The client laughed, first at Hoyt's gentle mockery, then harder, at himself. "It is crazy, isn't it?” he said. Hoyt tried to keep a straight face but added: "Well, I don't know. You can't tell what's going to happen in the future." Many months later the client telephoned Hoyt to let him know that he had gotten married and was happy. He offered Hoyt thanks for "bringing me to my senses." Hoyt told him he was glad to hear that the client was happy but the credit was his own because "you're the one who got the joke."

6. Focus on clients' roles in their past and current family lives. Teach the clients to do genograms (Bowen, 1978) so that they can have a clearer understanding of the dynamics of their past and present interpersonal environments. This helps clients to understand the impact of their families of origin on their current behaviors. In Laying the Foundation (Messina, 1999-2001) provides a tool for clients to assess their families and themselves as to the presence of 9 behavioral patterns or roles developed in dysfunctional families. These behavioral patterns or roles are: looking Good, Acting Out, Pulling In, Entertaining, Troubled Person, Enabler, People Pleaser, Rescuer and Non-feeling. Clients are helped to recognize that the past roles they played in their families of origin were necessary for survival then but are not adaptive or functional in their "here and now" adult lives. Once clients have a good understanding of various roles in family life, have them sculpt (Satir, 1983, 1988) their families of origin and current families to recognize the feelings and emotions involved in the roles they play so as to motivate their desire to change out of their unhealthy role scripts.

7. Utilize metaphor or paradox. An example of extensive use of metaphor is in Growing Down: Tools for Healing the Inner Child (Messina, 1999-2001). It uses the metaphor of inner child to mean the "inner part" of clients, their inner spirit or inner voice, which they have too long neglected, ignored or forgotten. The metaphor of child opens up clients to begin to re-parent and love themselves through: letting go of shame and guilt self-forgiveness, getting in touch with their feelings (Perls, 1969), unconditional self-acceptance, overcoming invisibility, having fun (Glasser, 2000) and establishing healthy boundaries (Minuchin, 1974).

8. Use the Crystal Ball Technique (DeShazer, 1984) to project the clients into a future through visualization. The four steps of the Crystal Ball Technique are:

  • Step 1: Have the clients visualize and fully experience an early, pleasant memory. Have them picture what other people are doing, what they are doing and then have them return to "where it has been." Goal: Encourage the idea that forgotten things can be remembered and remembered things can be forgotten. Repeat several times until clients are trained.

  • Step 2:  Repeat the above task this time to retrieve a "surprisingly forgotten memory and picture some success. Goal: To awaken feelings of success.

  • Step 3:  Now have the clients picture "returning to tell me about your successful resolution of the problem." Goal: To orient clients to the future and their success in the future with their presenting problem.

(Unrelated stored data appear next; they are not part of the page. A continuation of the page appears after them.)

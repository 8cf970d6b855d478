use crate::html::html_escape;
use press_kit_core::Comment;
use press_kit_core::comments::count_comments;
use press_kit_core::text::format_date;

/// One comment with its replies and a reply form.
///
/// Also returned by the comment endpoint so the page can insert a new
/// comment in place.
pub fn comment_html(comment: &Comment) -> String {
    let avatar = comment
        .author_avatar_urls
        .get("48")
        .or_else(|| comment.author_avatar_urls.values().next_back())
        .map(|src| {
            format!(
                r#"<img src="{}" alt="" class="avatar" width="48" height="48">"#,
                html_escape(src)
            )
        })
        .unwrap_or_default();
    let replies: String = comment.replies.iter().map(comment_html).collect();

    format!(
        r#"<article class="comment" id="comment-{id}">
    <header class="meta">{avatar}<strong>{author}</strong> <time datetime="{datetime}">{date}</time></header>
    <div class="comment-body">{content}</div>
    <details class="reply">
        <summary>Reply</summary>
        {form}
    </details>
    <div class="replies">{replies}</div>
</article>"#,
        id = comment.id,
        avatar = avatar,
        author = html_escape(&comment.author_name),
        datetime = html_escape(&comment.date),
        date = html_escape(&format_date(&comment.date)),
        content = comment.content.rendered,
        form = comment_form(comment.post, comment.id),
        replies = replies,
    )
}

/// Comment section for a post: count, top-level form and the thread
pub fn comment_thread(post_id: u64, thread: &[Comment]) -> String {
    let count = count_comments(thread);
    let heading = match count {
        0 => "No comments yet".to_string(),
        1 => "1 comment".to_string(),
        n => format!("{} comments", n),
    };
    let comments: String = thread.iter().map(comment_html).collect();

    format!(
        r#"<section class="comments" id="comments">
    <h2>{heading}</h2>
    {form}
    <div id="comment-list">{comments}</div>
</section>"#,
        heading = heading,
        form = comment_form(post_id, 0),
        comments = comments,
    )
}

fn comment_form(post_id: u64, parent: u64) -> String {
    let (placeholder, button) = if parent == 0 {
        ("Join the discussion...", "Post comment")
    } else {
        ("Write a reply...", "Post reply")
    };
    format!(
        r#"<form data-endpoint="/api/comments" class="js-form comment-form">
            <input type="hidden" name="post" value="{post}" data-number>
            <input type="hidden" name="parent" value="{parent}" data-number>
            <input type="text" name="author_name" placeholder="Name" required>
            <input type="email" name="author_email" placeholder="Email" required>
            <textarea name="content" rows="4" placeholder="{placeholder}" required></textarea>
            <button type="submit">{button}</button>
            <p class="form-message" role="status"></p>
        </form>"#,
        post = post_id,
        parent = parent,
        placeholder = placeholder,
        button = button,
    )
}

#[cfg(test)]
mod tests {
    use super::*;
    use press_kit_core::Rendered;

    fn comment(id: u64, parent: u64) -> Comment {
        Comment {
            id,
            post: 7,
            parent,
            author_name: "<Ann>".to_string(),
            content: Rendered::new("<p>Nice mower</p>"),
            date: "2024-05-01T10:00:00".to_string(),
            ..Default::default()
        }
    }

    #[test]
    fn test_comment_html_nests_replies() {
        let mut top = comment(1, 0);
        top.replies.push(comment(2, 1));
        let html = comment_html(&top);

        assert!(html.starts_with(r#"<article class="comment" id="comment-1">"#));
        assert!(html.contains(r#"id="comment-2""#));
        assert!(html.contains("&lt;Ann&gt;"));
        assert!(html.contains("<p>Nice mower</p>"));
        assert!(html.contains("May 1, 2024"));
        assert!(html.contains(r#"name="parent" value="1""#));
    }

    #[test]
    fn test_thread_heading_counts_replies() {
        let mut top = comment(1, 0);
        top.replies.push(comment(2, 1));
        let html = comment_thread(7, &[top]);
        assert!(html.contains("<h2>2 comments</h2>"));
        assert!(html.contains(r#"name="post" value="7""#));
        assert!(comment_thread(7, &[]).contains("No comments yet"));
    }
}
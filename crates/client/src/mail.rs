use async_trait::async_trait;
use lettre::message::{Mailbox, Message, MultiPart};
use lettre::transport::smtp::authentication::Credentials;
use lettre::{AsyncSmtpTransport, AsyncTransport, Tokio1Executor};
use press_kit_core::config::SmtpSettings;
use press_kit_core::{Error, Result};
use std::sync::Arc;
use tracing::{info, warn};

/// A message ready to send: HTML body with a plain-text alternative
#[derive(Debug, Clone, PartialEq, Eq)]
pub struct OutgoingMail {
    pub to: String,
    pub subject: String,
    pub html: String,
    pub text: String,
}

#[async_trait]
pub trait MailSender: Send + Sync {
    async fn send(&self, mail: OutgoingMail) -> Result<()>;
}

/// SMTP relay client.
///
/// With no host configured it only logs what it would have sent, so local
/// preview works without a mail server.
#[derive(Clone)]
pub struct SmtpMailer {
    transport: Option<Arc<AsyncSmtpTransport<Tokio1Executor>>>,
    from: Mailbox,
}

impl SmtpMailer {
    pub fn new(settings: &SmtpSettings) -> Result<Self> {
        let from = settings
            .from
            .parse::<Mailbox>()
            .map_err(|e| Error::Mail(format!("Invalid SMTP_FROM address: {}", e)))?;

        let transport = if settings.host.trim().is_empty() {
            warn!("SMTP host not configured; mail will be logged, not sent");
            None
        } else {
            let builder = if settings.starttls {
                AsyncSmtpTransport::<Tokio1Executor>::starttls_relay(&settings.host)
            } else {
                AsyncSmtpTransport::<Tokio1Executor>::relay(&settings.host)
            }
            .map_err(|e| Error::Mail(format!("Failed to configure SMTP transport: {}", e)))?
            .port(settings.port);

            let builder = match (&settings.username, &settings.password) {
                (Some(username), Some(password)) => {
                    builder.credentials(Credentials::new(username.clone(), password.clone()))
                }
                _ => builder,
            };

            info!(host = %settings.host, port = settings.port, "SMTP transport configured");
            Some(Arc::new(builder.build()))
        };

        Ok(Self { transport, from })
    }

    pub fn is_enabled(&self) -> bool {
        self.transport.is_some()
    }
}

#[async_trait]
impl MailSender for SmtpMailer {
    async fn send(&self, mail: OutgoingMail) -> Result<()> {
        let Some(transport) = &self.transport else {
            info!(
                subject = %mail.subject,
                to = %mail.to,
                "Mailer in no-op mode; skipping actual send"
            );
            return Ok(());
        };

        let to = mail
            .to
            .parse::<Mailbox>()
            .map_err(|e| Error::Mail(format!("Invalid recipient address: {}", e)))?;

        let message = Message::builder()
            .from(self.from.clone())
            .to(to)
            .subject(mail.subject.as_str())
            .multipart(MultiPart::alternative_plain_html(mail.text, mail.html))
            .map_err(|e| Error::Mail(format!("Failed to build message: {}", e)))?;

        transport
            .send(message)
            .await
            .map_err(|e| Error::Mail(format!("Failed to send mail: {}", e)))?;
        info!(subject = %mail.subject, "mail sent");
        Ok(())
    }
}

#[cfg(test)]
mod tests {
    use super::*;
    use press_kit_core::Config;

    #[test]
    fn test_empty_host_is_noop() {
        let mailer = SmtpMailer::new(&Config::default().smtp).unwrap();
        assert!(!mailer.is_enabled());
    }

    #[test]
    fn test_invalid_from_is_rejected() {
        let settings = SmtpSettings {
            from: "not an address".to_string(),
            ..Config::default().smtp
        };
        assert!(matches!(SmtpMailer::new(&settings), Err(Error::Mail(_))));
    }

    #[tokio::test]
    async fn test_noop_send_succeeds() {
        let mailer = SmtpMailer::new(&Config::default().smtp).unwrap();
        let result = mailer
            .send(OutgoingMail {
                to: "reader@gmail.com".to_string(),
                subject: "Hello".to_string(),
                html: "<p>Hello</p>".to_string(),
                text: "Hello".to_string(),
            })
            .await;
        assert!(result.is_ok());
    }

    // the pooled transport spawns onto the runtime, so this needs one
    #[tokio::test]
    async fn test_relay_with_credentials() {
        let settings = SmtpSettings {
            host: "smtp.example.com".to_string(),
            username: Some("user".to_string()),
            password: Some("secret".to_string()),
            ..Config::default().smtp
        };
        assert!(SmtpMailer::new(&settings).unwrap().is_enabled());
    }
}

  • Step 4:  Have the clients remember the manner in which their problems were resolved.

9. Ask challenging questions of clients (Gibson, 1989).

  • Ask: Why aren't you worse? This question prompts clients to take informal inventory of their coping skills.

  • Ask: What keeps you from applying your past solutions to this problem? This question helps clients to recognize that they can competently handle problems since they have done so in the past. If they have been successful in the past they can be successful in the present and future.

10. Encourage Bibliotherapy. Assigning reading to supplement therapy assist therapists to validate with clients what is being talked about in sessions. Getting other perspectives about the same topic from authors helps some clients to gain trust in the goals and work of their therapy sessions.